Records from a data source:
+++++

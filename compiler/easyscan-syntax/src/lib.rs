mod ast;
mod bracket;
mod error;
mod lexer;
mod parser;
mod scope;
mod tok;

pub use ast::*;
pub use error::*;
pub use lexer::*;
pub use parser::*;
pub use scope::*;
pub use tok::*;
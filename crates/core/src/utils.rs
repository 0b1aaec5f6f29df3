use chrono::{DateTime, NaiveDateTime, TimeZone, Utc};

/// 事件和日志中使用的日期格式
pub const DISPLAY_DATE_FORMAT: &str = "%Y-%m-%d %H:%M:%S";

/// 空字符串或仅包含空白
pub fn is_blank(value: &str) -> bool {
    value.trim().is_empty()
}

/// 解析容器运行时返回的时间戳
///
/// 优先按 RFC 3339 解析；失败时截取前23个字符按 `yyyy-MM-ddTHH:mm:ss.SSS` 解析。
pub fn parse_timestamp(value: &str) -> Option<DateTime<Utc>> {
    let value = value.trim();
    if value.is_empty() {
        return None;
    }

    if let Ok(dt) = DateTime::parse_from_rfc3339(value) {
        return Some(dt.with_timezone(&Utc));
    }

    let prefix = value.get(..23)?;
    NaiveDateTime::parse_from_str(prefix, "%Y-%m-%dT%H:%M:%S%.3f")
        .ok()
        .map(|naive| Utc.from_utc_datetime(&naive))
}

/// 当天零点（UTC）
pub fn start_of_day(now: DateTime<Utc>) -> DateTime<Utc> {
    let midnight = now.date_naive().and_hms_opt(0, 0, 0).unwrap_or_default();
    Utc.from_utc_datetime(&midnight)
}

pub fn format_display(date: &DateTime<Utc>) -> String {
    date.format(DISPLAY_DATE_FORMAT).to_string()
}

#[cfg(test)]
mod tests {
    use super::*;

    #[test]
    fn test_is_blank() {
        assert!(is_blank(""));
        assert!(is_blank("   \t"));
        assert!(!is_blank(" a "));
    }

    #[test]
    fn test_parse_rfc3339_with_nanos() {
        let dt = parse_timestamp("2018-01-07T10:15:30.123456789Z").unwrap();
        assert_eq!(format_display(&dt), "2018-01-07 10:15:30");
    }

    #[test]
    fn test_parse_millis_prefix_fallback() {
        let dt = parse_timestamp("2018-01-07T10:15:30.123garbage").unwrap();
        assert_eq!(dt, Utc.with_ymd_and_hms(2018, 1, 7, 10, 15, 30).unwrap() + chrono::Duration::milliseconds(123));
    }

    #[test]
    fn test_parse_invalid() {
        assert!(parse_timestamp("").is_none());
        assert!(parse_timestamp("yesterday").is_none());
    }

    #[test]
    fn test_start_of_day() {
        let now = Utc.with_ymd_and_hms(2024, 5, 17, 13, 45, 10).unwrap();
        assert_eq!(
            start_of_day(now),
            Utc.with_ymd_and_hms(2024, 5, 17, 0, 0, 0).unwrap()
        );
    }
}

+++++

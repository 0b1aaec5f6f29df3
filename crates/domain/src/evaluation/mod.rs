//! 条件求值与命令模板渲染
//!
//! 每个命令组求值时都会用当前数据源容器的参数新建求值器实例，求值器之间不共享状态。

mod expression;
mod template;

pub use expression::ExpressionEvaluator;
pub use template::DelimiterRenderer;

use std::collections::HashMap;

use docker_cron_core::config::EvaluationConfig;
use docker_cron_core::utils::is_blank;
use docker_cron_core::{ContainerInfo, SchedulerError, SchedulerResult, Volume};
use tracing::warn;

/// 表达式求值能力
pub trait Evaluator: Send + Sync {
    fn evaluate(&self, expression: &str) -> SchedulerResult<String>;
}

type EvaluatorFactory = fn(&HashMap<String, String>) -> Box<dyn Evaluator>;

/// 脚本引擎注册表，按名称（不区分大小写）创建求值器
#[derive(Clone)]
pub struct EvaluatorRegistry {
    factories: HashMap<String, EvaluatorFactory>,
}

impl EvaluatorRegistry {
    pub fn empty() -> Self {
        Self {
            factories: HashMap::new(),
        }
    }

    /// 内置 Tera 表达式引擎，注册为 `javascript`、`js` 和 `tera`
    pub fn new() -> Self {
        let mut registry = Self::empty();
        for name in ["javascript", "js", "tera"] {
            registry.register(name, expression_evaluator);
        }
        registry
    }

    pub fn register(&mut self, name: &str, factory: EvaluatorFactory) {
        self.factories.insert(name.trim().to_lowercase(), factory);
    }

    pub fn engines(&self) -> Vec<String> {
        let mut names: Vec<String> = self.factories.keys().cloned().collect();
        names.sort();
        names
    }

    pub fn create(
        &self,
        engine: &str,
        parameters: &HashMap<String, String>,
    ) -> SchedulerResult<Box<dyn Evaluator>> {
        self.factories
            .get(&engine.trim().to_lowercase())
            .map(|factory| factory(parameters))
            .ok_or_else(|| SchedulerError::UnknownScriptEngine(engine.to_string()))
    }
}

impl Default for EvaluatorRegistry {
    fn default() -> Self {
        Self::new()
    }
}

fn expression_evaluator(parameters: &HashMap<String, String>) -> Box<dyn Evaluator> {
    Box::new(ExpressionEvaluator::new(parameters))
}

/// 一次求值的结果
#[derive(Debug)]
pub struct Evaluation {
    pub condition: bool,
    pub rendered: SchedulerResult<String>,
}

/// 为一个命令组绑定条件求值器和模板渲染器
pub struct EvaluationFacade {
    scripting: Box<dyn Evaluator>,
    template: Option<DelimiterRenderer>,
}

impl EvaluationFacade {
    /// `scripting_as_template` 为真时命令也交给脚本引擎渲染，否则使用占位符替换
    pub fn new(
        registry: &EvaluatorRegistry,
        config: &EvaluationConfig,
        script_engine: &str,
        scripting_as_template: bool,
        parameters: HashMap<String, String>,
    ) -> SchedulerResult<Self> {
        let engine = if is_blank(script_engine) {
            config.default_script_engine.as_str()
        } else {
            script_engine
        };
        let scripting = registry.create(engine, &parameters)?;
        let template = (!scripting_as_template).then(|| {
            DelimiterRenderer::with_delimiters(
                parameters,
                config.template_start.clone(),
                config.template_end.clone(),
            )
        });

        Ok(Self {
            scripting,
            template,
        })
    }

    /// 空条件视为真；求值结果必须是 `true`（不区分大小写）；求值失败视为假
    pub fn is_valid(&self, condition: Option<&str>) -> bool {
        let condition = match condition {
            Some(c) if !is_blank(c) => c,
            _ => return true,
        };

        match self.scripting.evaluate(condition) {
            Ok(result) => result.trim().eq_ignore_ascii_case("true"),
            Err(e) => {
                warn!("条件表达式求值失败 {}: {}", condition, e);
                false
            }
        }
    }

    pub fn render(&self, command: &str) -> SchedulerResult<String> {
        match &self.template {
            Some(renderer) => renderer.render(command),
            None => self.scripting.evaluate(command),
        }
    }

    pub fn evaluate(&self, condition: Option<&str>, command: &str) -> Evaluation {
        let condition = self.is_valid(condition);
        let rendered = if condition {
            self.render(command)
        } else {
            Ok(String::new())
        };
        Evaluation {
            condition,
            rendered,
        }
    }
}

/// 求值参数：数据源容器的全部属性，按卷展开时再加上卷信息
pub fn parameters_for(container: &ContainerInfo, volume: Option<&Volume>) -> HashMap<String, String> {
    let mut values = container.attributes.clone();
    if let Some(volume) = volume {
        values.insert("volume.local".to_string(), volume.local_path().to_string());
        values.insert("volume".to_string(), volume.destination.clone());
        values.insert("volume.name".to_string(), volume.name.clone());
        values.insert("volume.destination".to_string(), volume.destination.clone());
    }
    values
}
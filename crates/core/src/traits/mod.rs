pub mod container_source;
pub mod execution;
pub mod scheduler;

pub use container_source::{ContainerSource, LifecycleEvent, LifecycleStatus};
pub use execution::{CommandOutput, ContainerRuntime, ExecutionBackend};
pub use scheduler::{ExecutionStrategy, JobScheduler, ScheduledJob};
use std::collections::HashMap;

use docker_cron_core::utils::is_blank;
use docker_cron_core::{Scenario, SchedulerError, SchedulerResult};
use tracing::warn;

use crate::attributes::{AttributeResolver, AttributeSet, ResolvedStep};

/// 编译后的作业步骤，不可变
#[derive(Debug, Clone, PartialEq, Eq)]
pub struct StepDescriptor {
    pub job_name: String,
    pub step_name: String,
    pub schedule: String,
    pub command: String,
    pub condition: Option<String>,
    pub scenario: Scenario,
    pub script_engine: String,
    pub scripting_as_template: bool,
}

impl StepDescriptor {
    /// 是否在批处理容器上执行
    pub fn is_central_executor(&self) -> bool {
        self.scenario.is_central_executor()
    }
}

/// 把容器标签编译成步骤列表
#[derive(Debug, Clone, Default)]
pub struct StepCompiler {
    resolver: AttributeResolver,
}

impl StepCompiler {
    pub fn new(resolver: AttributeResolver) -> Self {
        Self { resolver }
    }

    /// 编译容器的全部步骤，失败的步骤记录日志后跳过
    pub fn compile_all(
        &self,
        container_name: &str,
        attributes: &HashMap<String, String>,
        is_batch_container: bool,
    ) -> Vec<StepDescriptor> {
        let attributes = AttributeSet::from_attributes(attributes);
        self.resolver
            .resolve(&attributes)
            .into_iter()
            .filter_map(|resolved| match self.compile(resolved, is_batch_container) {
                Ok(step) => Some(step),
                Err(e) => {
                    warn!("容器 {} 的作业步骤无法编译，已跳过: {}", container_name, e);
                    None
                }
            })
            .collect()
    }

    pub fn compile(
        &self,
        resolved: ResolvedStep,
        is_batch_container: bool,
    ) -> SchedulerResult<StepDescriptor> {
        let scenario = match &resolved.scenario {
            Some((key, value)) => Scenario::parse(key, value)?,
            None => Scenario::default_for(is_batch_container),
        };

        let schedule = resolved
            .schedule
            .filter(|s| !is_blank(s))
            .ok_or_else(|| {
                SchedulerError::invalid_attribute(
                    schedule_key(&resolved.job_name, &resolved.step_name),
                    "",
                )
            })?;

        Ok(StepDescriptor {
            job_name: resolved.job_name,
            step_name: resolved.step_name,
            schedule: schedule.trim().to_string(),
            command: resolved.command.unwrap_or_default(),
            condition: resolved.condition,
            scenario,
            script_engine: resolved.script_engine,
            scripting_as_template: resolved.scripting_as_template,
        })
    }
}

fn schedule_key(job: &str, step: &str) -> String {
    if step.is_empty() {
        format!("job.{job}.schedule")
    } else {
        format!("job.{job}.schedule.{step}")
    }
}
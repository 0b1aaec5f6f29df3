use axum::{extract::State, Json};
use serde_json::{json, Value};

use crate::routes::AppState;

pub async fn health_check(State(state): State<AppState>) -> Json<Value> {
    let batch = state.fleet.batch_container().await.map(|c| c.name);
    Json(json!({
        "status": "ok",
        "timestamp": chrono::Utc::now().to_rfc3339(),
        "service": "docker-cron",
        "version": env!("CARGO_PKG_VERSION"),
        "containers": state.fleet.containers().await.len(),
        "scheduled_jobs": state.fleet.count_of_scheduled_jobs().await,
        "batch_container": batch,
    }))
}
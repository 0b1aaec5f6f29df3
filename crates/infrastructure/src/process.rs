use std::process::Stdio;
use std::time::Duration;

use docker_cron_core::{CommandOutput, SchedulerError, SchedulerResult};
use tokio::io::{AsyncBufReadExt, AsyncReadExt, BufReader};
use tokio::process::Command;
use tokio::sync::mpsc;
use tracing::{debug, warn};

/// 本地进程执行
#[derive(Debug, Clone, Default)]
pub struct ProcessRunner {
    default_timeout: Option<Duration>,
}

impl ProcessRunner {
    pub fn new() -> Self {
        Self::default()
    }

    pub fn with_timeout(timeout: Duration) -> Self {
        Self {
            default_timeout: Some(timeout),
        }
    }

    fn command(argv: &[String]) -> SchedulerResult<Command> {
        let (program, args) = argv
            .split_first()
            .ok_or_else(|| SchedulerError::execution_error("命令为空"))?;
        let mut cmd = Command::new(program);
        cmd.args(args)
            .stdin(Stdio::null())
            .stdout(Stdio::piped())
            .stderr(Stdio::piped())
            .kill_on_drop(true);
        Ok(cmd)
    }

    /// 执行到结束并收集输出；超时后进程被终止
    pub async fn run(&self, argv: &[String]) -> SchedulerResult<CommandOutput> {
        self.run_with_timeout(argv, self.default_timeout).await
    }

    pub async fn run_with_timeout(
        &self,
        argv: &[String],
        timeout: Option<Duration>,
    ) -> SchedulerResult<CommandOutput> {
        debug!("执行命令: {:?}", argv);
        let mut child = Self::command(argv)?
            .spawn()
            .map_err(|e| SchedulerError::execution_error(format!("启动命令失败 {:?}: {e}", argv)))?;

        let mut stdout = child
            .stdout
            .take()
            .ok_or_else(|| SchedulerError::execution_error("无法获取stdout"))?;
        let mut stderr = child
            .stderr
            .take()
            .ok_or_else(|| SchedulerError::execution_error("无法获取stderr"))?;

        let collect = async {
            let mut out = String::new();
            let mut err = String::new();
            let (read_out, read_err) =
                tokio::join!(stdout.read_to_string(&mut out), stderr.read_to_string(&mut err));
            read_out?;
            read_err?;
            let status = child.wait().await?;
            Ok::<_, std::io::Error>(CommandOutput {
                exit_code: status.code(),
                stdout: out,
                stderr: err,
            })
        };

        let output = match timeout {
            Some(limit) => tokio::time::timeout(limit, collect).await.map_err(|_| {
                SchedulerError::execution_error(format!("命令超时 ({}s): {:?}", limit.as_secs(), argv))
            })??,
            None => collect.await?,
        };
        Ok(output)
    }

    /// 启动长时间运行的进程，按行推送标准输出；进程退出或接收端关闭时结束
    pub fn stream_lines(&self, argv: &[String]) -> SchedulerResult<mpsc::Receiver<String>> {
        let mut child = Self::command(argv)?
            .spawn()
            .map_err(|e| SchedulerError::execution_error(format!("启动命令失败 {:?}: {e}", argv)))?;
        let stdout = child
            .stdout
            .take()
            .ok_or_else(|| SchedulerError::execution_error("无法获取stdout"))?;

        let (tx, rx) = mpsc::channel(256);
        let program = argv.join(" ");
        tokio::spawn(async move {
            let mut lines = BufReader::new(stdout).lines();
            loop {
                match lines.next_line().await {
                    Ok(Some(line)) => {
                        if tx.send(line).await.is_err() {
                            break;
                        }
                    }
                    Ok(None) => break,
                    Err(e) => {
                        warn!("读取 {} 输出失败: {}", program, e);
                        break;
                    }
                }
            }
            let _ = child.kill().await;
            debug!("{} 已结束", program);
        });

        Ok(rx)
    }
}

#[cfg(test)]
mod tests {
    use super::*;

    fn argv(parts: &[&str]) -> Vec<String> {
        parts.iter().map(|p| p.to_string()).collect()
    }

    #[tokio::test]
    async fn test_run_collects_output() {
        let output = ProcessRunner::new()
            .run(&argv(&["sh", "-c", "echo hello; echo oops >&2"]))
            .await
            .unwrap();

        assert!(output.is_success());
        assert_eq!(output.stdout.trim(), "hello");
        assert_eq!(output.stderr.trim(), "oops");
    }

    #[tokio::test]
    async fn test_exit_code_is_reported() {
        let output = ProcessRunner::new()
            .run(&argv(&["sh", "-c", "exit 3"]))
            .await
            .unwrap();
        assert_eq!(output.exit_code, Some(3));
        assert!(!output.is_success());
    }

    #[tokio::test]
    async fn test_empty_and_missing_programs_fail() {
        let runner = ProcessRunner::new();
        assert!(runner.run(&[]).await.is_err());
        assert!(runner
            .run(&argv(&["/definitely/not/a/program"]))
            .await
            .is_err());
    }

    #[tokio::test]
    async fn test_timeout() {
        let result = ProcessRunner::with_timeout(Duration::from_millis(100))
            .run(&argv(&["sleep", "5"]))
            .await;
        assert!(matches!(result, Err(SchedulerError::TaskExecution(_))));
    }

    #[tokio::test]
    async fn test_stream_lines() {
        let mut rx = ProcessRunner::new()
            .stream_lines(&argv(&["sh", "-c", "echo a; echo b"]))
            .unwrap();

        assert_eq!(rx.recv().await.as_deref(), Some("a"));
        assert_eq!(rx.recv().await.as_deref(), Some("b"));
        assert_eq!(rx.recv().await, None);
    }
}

+++++

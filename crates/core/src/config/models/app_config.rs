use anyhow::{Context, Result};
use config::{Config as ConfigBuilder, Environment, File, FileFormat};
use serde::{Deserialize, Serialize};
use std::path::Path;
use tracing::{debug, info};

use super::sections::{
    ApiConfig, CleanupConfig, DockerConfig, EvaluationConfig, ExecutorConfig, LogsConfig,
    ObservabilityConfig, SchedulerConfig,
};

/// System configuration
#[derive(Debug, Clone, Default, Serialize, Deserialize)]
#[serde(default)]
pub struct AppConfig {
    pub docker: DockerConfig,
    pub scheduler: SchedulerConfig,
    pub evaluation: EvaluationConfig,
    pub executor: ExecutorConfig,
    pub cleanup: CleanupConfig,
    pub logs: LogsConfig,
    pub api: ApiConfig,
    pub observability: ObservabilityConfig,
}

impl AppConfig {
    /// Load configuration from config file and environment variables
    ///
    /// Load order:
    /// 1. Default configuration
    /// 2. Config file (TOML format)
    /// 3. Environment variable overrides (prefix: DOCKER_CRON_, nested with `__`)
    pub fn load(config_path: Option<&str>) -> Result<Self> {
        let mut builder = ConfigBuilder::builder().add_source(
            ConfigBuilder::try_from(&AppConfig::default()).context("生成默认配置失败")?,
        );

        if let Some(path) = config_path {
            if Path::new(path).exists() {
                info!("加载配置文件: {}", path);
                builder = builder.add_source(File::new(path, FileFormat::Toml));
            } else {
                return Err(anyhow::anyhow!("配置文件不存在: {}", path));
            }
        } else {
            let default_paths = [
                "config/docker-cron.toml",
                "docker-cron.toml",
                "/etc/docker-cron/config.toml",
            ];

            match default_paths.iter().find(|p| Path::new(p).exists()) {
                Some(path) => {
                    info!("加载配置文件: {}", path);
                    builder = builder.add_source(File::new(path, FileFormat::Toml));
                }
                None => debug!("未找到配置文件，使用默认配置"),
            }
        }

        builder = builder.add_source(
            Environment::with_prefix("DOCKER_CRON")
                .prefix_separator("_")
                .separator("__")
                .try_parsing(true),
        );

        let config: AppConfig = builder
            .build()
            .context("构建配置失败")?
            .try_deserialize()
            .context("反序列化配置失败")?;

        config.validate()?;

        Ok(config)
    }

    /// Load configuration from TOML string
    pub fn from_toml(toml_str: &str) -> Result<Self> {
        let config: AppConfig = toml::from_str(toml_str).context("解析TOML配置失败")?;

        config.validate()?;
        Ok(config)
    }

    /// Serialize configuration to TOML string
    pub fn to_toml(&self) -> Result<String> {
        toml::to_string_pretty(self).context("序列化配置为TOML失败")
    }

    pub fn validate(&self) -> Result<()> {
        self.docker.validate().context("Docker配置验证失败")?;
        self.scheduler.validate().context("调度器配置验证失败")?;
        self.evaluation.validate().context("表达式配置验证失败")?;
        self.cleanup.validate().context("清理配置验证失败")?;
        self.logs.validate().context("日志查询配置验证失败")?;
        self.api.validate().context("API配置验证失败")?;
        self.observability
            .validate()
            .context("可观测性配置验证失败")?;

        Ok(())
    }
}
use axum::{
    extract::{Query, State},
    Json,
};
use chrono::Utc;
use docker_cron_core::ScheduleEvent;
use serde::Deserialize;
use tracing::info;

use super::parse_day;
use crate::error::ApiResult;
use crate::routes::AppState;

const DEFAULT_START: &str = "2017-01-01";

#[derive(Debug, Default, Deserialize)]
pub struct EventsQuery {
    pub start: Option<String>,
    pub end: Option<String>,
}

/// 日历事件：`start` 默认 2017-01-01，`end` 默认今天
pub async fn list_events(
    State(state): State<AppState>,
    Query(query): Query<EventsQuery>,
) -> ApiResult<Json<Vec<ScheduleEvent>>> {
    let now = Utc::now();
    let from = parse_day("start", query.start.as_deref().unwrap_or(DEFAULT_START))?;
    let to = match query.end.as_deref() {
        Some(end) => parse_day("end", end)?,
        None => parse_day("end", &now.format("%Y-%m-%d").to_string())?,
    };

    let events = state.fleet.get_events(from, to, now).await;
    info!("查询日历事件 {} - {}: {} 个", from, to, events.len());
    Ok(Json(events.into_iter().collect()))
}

+++++

## Work request
Lines holding the word "extract" should be copied from the entries above.

## Task output
use axum::{extract::State, Json};
    extract::{Query, State},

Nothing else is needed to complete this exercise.